#### RECORDS FOR THIS TASK

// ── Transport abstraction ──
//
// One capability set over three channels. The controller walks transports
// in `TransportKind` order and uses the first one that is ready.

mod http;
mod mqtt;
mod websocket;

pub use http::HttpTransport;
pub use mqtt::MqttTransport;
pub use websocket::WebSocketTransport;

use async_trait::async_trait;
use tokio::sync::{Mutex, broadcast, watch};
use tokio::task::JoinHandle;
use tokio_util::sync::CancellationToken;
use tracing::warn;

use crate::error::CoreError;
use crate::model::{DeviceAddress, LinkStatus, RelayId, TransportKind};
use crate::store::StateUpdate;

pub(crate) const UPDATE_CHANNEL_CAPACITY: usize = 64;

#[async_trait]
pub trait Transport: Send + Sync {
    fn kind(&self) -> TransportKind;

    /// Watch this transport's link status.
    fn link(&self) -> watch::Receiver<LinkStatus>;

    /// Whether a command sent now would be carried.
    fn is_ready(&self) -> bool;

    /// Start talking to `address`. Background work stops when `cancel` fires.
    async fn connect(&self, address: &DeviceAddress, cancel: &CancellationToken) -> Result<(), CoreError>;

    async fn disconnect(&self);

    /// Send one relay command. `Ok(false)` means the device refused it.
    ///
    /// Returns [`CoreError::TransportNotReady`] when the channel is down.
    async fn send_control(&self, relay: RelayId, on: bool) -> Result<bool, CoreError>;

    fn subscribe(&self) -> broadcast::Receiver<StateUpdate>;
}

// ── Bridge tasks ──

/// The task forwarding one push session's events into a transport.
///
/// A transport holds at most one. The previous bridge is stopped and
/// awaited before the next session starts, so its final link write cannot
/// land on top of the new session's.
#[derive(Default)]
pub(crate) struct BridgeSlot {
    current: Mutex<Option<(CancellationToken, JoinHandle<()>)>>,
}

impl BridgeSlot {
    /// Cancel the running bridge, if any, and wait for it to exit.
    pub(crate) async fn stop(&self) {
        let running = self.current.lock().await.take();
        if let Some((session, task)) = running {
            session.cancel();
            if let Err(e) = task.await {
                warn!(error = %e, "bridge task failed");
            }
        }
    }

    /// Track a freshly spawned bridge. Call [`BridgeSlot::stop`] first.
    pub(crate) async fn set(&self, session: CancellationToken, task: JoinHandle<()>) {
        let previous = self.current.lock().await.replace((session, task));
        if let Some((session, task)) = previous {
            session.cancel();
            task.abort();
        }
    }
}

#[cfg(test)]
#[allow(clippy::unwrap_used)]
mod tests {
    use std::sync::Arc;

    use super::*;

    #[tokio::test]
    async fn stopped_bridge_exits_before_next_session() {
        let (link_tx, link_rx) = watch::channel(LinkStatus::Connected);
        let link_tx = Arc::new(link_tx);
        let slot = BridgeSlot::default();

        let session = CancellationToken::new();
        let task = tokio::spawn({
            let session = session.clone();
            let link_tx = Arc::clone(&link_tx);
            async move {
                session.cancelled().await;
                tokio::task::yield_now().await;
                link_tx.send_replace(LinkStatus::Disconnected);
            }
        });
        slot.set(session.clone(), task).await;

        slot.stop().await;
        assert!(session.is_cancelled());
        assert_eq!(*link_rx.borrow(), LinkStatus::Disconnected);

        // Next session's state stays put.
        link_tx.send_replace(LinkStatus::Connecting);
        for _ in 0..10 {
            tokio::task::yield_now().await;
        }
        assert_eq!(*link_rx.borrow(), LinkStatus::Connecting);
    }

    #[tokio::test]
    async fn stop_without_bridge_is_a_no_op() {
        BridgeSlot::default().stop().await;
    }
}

########
#### RECORDS FOR THIS TASK

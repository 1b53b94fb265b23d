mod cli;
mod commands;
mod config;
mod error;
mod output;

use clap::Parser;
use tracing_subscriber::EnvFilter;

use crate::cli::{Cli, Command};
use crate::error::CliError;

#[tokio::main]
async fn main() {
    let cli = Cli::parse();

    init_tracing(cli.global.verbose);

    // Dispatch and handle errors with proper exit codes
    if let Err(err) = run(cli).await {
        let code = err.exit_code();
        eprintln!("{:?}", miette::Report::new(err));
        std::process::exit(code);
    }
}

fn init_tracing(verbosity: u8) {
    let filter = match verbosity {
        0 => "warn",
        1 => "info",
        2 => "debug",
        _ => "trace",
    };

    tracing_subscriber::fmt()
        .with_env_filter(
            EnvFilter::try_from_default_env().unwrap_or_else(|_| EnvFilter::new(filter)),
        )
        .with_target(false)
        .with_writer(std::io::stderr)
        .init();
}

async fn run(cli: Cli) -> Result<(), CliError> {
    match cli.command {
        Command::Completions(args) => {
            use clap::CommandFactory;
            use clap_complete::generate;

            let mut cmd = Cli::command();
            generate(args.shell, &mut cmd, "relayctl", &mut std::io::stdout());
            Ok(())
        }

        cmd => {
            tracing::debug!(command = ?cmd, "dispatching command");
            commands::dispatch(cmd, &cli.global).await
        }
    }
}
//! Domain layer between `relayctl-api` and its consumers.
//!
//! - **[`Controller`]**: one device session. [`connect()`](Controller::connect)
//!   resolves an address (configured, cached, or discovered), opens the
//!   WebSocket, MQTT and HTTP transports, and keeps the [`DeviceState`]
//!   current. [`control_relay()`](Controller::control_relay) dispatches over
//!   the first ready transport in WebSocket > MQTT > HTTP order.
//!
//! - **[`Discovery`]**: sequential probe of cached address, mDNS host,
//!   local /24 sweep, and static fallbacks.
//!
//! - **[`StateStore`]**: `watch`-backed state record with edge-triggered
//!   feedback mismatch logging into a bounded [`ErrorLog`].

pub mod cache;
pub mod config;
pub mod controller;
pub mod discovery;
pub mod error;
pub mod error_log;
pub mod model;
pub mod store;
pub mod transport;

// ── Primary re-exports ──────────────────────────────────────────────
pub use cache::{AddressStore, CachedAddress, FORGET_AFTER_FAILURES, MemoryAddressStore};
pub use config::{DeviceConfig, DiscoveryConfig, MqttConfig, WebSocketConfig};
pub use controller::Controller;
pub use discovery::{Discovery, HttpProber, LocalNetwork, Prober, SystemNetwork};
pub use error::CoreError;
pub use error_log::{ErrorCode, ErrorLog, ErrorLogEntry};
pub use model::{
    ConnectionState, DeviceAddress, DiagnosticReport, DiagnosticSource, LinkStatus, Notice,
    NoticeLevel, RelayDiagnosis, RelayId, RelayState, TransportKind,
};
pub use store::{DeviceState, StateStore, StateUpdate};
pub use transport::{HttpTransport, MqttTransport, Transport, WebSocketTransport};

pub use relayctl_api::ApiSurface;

########

> [WHAT IS REQUIRED] Copy out, exactly and alone, the lines of the entries above between the ones holding "Transport abstraction ──" and "use tokio::task::JoinHandle;", inclusive.

> [WRITTEN RESPONSE]
// ── Transport abstraction ──
//
// One capability set over three channels. The controller walks transports
// in `TransportKind` order and uses the first one that is ready.

mod http;
mod mqtt;
mod websocket;

pub use http::HttpTransport;
pub use mqtt::MqttTransport;
pub use websocket::WebSocketTransport;

use async_trait::async_trait;
use tokio::sync::{Mutex, broadcast, watch};
use tokio::task::JoinHandle;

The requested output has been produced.